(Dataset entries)
BEGIN

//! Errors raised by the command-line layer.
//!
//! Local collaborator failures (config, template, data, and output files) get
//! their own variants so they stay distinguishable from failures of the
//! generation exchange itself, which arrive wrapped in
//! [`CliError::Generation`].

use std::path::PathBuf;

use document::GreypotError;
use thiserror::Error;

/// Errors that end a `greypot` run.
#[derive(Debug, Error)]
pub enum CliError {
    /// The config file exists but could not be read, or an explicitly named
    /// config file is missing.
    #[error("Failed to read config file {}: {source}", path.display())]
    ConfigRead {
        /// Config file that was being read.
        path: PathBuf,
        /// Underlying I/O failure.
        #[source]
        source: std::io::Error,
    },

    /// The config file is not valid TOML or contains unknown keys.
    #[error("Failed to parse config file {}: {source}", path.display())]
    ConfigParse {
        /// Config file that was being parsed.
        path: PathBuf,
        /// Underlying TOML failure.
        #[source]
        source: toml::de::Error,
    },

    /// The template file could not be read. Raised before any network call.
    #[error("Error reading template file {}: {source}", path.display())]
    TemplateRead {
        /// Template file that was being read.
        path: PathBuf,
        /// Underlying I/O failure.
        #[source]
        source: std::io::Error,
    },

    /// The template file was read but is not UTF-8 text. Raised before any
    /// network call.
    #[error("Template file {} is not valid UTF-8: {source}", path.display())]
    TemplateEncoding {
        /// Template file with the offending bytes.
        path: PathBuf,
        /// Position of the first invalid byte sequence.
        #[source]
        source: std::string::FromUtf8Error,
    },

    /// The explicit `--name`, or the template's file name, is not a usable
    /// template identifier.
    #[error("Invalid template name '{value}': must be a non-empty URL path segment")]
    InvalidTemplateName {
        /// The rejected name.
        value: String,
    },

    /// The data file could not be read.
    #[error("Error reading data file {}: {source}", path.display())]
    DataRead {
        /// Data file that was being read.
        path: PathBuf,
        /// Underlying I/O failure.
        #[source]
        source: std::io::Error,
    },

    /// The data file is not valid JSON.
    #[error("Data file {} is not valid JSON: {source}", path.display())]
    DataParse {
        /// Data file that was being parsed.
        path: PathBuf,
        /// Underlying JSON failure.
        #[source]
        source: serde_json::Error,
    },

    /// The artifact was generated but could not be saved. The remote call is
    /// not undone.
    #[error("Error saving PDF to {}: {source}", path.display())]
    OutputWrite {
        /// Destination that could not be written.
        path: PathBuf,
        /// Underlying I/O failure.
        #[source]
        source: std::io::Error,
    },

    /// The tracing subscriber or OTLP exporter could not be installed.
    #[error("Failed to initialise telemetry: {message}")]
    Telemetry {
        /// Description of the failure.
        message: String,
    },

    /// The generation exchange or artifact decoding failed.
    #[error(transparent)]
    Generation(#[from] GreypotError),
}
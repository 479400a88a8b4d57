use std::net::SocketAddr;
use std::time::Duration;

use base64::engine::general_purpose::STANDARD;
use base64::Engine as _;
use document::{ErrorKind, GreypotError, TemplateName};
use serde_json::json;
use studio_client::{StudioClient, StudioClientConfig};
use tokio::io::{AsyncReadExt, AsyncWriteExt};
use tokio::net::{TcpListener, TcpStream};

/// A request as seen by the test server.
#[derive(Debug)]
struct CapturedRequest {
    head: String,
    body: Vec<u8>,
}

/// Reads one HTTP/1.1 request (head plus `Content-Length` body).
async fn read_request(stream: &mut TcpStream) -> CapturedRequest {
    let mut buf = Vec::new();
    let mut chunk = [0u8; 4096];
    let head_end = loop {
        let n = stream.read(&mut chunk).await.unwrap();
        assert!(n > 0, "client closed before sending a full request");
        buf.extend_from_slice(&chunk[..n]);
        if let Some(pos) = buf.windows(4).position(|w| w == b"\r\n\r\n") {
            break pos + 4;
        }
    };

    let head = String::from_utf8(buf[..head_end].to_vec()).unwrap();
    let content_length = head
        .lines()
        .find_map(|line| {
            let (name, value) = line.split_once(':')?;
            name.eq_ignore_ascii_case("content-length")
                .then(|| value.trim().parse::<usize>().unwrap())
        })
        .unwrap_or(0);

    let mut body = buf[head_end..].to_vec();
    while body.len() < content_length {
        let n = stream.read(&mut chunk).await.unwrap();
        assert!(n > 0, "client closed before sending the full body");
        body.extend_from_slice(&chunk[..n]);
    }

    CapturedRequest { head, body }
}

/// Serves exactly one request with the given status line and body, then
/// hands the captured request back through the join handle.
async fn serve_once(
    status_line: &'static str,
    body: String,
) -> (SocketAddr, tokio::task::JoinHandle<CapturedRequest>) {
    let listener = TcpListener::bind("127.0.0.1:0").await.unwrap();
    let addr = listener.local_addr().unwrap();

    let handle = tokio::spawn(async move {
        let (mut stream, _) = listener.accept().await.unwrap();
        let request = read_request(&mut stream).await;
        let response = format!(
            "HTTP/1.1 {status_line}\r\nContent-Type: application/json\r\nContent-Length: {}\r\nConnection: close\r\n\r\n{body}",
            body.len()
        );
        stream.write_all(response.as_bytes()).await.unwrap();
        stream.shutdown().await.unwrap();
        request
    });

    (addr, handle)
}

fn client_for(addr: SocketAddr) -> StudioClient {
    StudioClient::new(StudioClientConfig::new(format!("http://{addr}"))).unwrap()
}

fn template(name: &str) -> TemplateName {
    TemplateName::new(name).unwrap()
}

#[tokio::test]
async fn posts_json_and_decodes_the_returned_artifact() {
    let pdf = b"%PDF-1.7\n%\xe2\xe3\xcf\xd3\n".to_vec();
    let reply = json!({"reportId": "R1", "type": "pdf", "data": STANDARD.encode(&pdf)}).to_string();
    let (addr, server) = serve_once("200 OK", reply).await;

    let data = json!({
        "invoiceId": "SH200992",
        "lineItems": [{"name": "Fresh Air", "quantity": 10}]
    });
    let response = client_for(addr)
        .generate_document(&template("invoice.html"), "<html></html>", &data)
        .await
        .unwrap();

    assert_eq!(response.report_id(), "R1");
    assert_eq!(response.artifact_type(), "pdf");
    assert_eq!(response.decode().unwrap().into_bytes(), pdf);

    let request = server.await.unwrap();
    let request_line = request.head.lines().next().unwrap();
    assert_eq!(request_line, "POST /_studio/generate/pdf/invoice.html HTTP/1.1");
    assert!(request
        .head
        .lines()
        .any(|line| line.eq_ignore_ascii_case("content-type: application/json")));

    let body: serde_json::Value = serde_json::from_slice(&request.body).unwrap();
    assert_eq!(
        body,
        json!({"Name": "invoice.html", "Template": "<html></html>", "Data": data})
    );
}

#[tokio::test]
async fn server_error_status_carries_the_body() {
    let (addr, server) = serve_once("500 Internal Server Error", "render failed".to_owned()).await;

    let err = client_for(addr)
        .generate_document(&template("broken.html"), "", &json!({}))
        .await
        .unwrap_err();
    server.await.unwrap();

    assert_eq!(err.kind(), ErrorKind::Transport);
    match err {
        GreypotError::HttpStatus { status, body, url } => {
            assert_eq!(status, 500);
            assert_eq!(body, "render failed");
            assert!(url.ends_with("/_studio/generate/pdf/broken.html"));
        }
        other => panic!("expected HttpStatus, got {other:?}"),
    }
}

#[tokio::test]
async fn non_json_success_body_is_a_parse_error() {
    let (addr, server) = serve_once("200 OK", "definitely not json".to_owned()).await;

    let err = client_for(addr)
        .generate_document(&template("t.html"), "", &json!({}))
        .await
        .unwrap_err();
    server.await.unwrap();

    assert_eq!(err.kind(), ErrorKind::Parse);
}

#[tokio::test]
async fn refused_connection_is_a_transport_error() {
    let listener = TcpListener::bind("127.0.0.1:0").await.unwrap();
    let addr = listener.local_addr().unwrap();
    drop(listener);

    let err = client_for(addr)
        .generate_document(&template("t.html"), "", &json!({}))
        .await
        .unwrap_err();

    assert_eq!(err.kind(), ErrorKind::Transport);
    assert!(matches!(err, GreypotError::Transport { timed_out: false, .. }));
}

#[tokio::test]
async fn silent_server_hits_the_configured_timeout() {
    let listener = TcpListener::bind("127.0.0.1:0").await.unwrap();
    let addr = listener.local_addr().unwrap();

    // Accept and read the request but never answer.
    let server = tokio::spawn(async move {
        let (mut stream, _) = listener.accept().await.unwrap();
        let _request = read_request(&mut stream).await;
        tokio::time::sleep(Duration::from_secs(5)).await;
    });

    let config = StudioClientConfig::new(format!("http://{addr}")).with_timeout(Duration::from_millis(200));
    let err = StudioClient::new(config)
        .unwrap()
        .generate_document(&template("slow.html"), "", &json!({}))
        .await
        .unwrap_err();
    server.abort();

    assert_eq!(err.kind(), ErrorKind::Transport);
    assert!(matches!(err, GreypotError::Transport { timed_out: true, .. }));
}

END

→ TASK INSTRUCTIONS
Output, exactly and in full, the lines from the start of the entries above through the line that contains "pub enum CliError".

→ SOLUTION TO THE EXERCISE
//! Errors raised by the command-line layer.
//!
//! Local collaborator failures (config, template, data, and output files) get
//! their own variants so they stay distinguishable from failures of the
//! generation exchange itself, which arrive wrapped in
//! [`CliError::Generation`].

use std::path::PathBuf;

use document::GreypotError;
use thiserror::Error;

/// Errors that end a `greypot` run.
#[derive(Debug, Error)]
pub enum CliError {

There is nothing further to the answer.